Predicting Protein-Ligand Binding Site for Drug Design Using Context Relevant Self Organizing Maps (CRSOM)

Abstract

Research on binding sites has been done to find suitable ligands to treat a particular disease. The binding site is a pocket on the surface of the protein, which acts as a place to attach a ligand. In bioinformatics, searching for binding sites is applied to drug design problems. Currently, computer-aided drug design has been developed. In this study, the prediction of protein-ligand binding sites formulated as a binary classification, which is distinguish the location that has potential to binding the ligand and the location that has no potential to binding the ligand.

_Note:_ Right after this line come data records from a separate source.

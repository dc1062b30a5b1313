use crate::database::check_identifier;
use crate::database::Datastore;
use crate::database::DatastoreError;
use crate::database::Direction;
use crate::database::Record;
use async_trait::async_trait;
use chrono::Utc;
use duckdb::types::Value as SqlValue;
use duckdb::Connection;
use serde_json::Number;
use serde_json::Value;
use std::path::Path;
use std::sync::Arc;
use std::sync::Mutex;
use tracing::debug;

/// Free-text columns of the lead table, in storage order
const TEXT_COLUMNS: [&str; 10] = [
    "company_name",
    "website_url",
    "funding_date",
    "funding_amount",
    "funding_round",
    "linkedin_url",
    "score_detail",
    "decision_maker_data",
    "decision_maker_linkedin",
    "decision_maker_email",
];

/// Embedded DuckDB store. It owns the lead schema and assigns `id` and
/// `created_at` the way the hosted store does.
#[derive(Clone)]
pub struct LocalStore {
    connection: Arc<Mutex<Connection>>,
}

impl LocalStore {
    pub fn open(path: impl AsRef<Path>) -> Result<Self, DatastoreError> {
        Ok(Self::with_connection(Connection::open(path)?))
    }

    pub fn in_memory() -> Result<Self, DatastoreError> {
        Ok(Self::with_connection(Connection::open_in_memory()?))
    }

    fn with_connection(connection: Connection) -> Self {
        LocalStore { connection: Arc::new(Mutex::new(connection)) }
    }

    /// Runs `task` against the connection on the blocking pool.
    async fn run<T, F>(&self, task: F) -> Result<T, DatastoreError>
    where
        T: Send + 'static,
        F: FnOnce(&mut Connection) -> Result<T, DatastoreError> + Send + 'static,
    {
        let connection = Arc::clone(&self.connection);
        tokio::task::spawn_blocking(move || {
            let mut connection = connection
                .lock()
                .map_err(|error| DatastoreError::Worker(error.to_string()))?;
            task(&mut connection)
        })
        .await
        .map_err(|error| DatastoreError::Worker(error.to_string()))?
    }
}

#[async_trait]
impl Datastore for LocalStore {
    async fn insert(&self, table: &str, records: &[Record]) -> Result<(), DatastoreError> {
        let table = check_identifier(table)?.to_owned();
        let records = records.to_vec();
        self.run(move |connection| {
            create_table(connection, &table)?;
            let transaction = connection.transaction()?;
            for record in &records {
                let columns = record
                    .keys()
                    .map(|column| check_identifier(column))
                    .collect::<Result<Vec<_>, _>>()?;
                let created_at = Utc::now().format("%Y-%m-%d %H:%M:%S%.6f").to_string();
                let mut values: Vec<SqlValue> = record.values().map(to_sql_value).collect();
                values.push(SqlValue::Text(created_at));

                let mut names = columns.join(", ");
                let mut placeholders = vec!["?"; columns.len()].join(", ");
                if !columns.is_empty() {
                    names.push_str(", ");
                    placeholders.push_str(", ");
                }
                let sql = format!("INSERT INTO {table} ({names}created_at) VALUES ({placeholders}CAST(? AS TIMESTAMP))");
                transaction.execute(&sql, duckdb::params_from_iter(values))?;
            }
            transaction.commit()?;
            debug!(table = %table, records = records.len(), "inserted records");
            Ok(())
        })
        .await
    }

    async fn select(&self, table: &str, order_by: &str, direction: Direction) -> Result<Vec<Record>, DatastoreError> {
        let table = check_identifier(table)?.to_owned();
        let order_by = check_identifier(order_by)?.to_owned();
        self.run(move |connection| {
            create_table(connection, &table)?;
            let sql = format!(
                "SELECT CAST(id AS VARCHAR), {}, score, strftime(created_at, '%Y-%m-%dT%H:%M:%S.%f') \
                 FROM {table} AS t ORDER BY t.{order_by} {}",
                TEXT_COLUMNS.join(", "),
                direction.as_str(),
            );
            let mut statement = connection.prepare(&sql)?;
            let mut rows = statement.query([])?;
            let mut records = Vec::new();
            while let Some(row) = rows.next()? {
                let mut record = Record::new();
                record.insert("id".to_owned(), Value::String(row.get(0)?));
                for (index, column) in TEXT_COLUMNS.iter().enumerate() {
                    let text: Option<String> = row.get(index + 1)?;
                    record.insert((*column).to_owned(), text.map_or(Value::Null, Value::String));
                }
                let score: Option<f64> = row.get(TEXT_COLUMNS.len() + 1)?;
                record.insert("score".to_owned(), score.and_then(Number::from_f64).map_or(Value::Null, Value::Number));
                let created_at: Option<String> = row.get(TEXT_COLUMNS.len() + 2)?;
                record.insert("created_at".to_owned(), created_at.map_or(Value::Null, Value::String));
                records.push(record);
            }
            debug!(table = %table, records = records.len(), "selected records");
            Ok(records)
        })
        .await
    }
}

fn create_table(connection: &Connection, table: &str) -> Result<(), DatastoreError> {
    let text_columns: String = TEXT_COLUMNS.iter().map(|column| format!("{column} VARCHAR, ")).collect();
    connection.execute_batch(&format!(
        "CREATE TABLE IF NOT EXISTS {table} (\
         id UUID PRIMARY KEY DEFAULT gen_random_uuid(), \
         {text_columns}score DOUBLE, \
         created_at TIMESTAMP)"
    ))?;
    Ok(())
}

fn to_sql_value(value: &Value) -> SqlValue {
    match value {
        Value::Null => SqlValue::Null,
        Value::Bool(flag) => SqlValue::Boolean(*flag),
        Value::Number(number) => match number.as_i64() {
            Some(integer) => SqlValue::BigInt(integer),
            None => number.as_f64().map_or(SqlValue::Null, SqlValue::Double),
        },
        Value::String(text) => SqlValue::Text(text.clone()),
        other => SqlValue::Text(other.to_string()),
    }
}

The dataset that will be used in this research is taken from the RCSB Protein Data Bank of 14 proteins data. The classification method used in this research is Context Relevant Self Organizing Maps (CRSOM), where the CRSOM method gives higher accuracy results compared to Backpropagation and Deep Learning. Context Relevant Self Organizing Maps (CRSOM) is chosen as a supervised learning classification algorithm that has an optimal internal representation, where data belonging different classes are separated with wider margin, while data belonging to the same class are clustered closely to each other. Thus, CRSOM is able to visualize high-dimensional protein data into binding site and non-binding site classes significantly. The results of the study obtained an average training accuracy of 99,60%, testing accuracy of 96.26%, and the average test time of 28.63 seconds, the result is better than the predecessor.